The zombie part is not so good. Early on we get an ominous dog bite on an uncle's arm. What annoys me so much about this, though, is that there's nothing to link it to the continuity of the first two films. The zombies aren't that scary, either. They're basically just normal zombies - the whole religious aspect that I like the '[REC]' series for is only referenced in passing, when a church guy reads the bible out over the loud speakers to render the zombies immobile (apart from that one zombie with the broken hearing aids).
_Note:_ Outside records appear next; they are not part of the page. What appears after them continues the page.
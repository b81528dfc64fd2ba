//! Volunteer unavailability windows.

use crate::types::{EntityId, ServiceDate};
use serde::{Deserialize, Serialize};

/// A volunteer-declared date range, inclusive on both ends.
#[derive(Debug, Clone, PartialEq, Eq, Serialize, Deserialize)]
pub struct UnavailabilityWindow {
    pub volunteer_id: EntityId,
    pub start_date: ServiceDate,
    pub end_date: ServiceDate,
    pub reason: Option<String>,
}

impl UnavailabilityWindow {
    pub fn covers(&self, date: ServiceDate) -> bool {
        self.start_date <= date && date <= self.end_date
    }
}

/// The window blocking `volunteer_id` on `date`, if any.
///
/// When several windows overlap the date, the one with the earliest start
/// date wins (then earliest end date, then input order).
pub fn is_unavailable<'a>(
    volunteer_id: &str,
    date: ServiceDate,
    windows: &'a [UnavailabilityWindow],
) -> Option<&'a UnavailabilityWindow> {
    windows
        .iter()
        .filter(|w| w.volunteer_id == volunteer_id && w.covers(date))
        .min_by_key(|w| (w.start_date, w.end_date))
}

#[cfg(test)]
mod tests {
    use super::*;

    fn d(y: i32, m: u32, day: u32) -> ServiceDate {
        ServiceDate::from_ymd_opt(y, m, day).unwrap()
    }

    fn window(v: &str, start: ServiceDate, end: ServiceDate, reason: &str) -> UnavailabilityWindow {
        UnavailabilityWindow {
            volunteer_id: v.into(),
            start_date: start,
            end_date: end,
            reason: Some(reason.into()),
        }
    }

    #[test]
    fn bounds_are_inclusive() {
        let w = [window("v1", d(2024, 7, 1), d(2024, 7, 14), "trip")];
        assert!(is_unavailable("v1", d(2024, 7, 1), &w).is_some());
        assert!(is_unavailable("v1", d(2024, 7, 14), &w).is_some());
        assert!(is_unavailable("v1", d(2024, 6, 30), &w).is_none());
        assert!(is_unavailable("v1", d(2024, 7, 15), &w).is_none());
    }

    #[test]
    fn other_volunteers_windows_ignored() {
        let w = [window("v2", d(2024, 7, 1), d(2024, 7, 14), "trip")];
        assert!(is_unavailable("v1", d(2024, 7, 5), &w).is_none());
    }

    #[test]
    fn earliest_overlapping_window_returned() {
        let w = [
            window("v1", d(2024, 7, 5), d(2024, 7, 6), "later"),
            window("v1", d(2024, 7, 1), d(2024, 7, 31), "earlier"),
        ];
        let hit = is_unavailable("v1", d(2024, 7, 5), &w).unwrap();
        assert_eq!(hit.reason.as_deref(), Some("earlier"));
    }
}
There was plenty of laughs though. The literal knight in shining armour was smirk inducing. I think my favourite character was Spongejohn (copy write issues) who is the children entertainer who is naked underneath his suit. I dread to think what happened to all the kids he was looking after, who we never see. Actually no, I don't care.
That one of the few initial survivors was the royalties reporter was good. He became known to the others as "Royalties", and it's nice that he had a moment of badassery as he wails on some zombified aunt before he gets killed five seconds later.
I also liked the professional cameraman, who was clearly really enjoying the kid's attention as he kept spewing out cameraman jargon. His death was one of the few that made me sad (the end didn't really surprise me, I mean no one survives a '[REC]' movie).
All in all not a bad zombie movie, but not a great one, and for a [REC] movie it was terrible. The biggest mistake was not following the found footage theme (where the movies get their name, come on). As well as that, though, they took the story that had been interlaced between the last two movies so perfectly and threw it out the window. Not cool.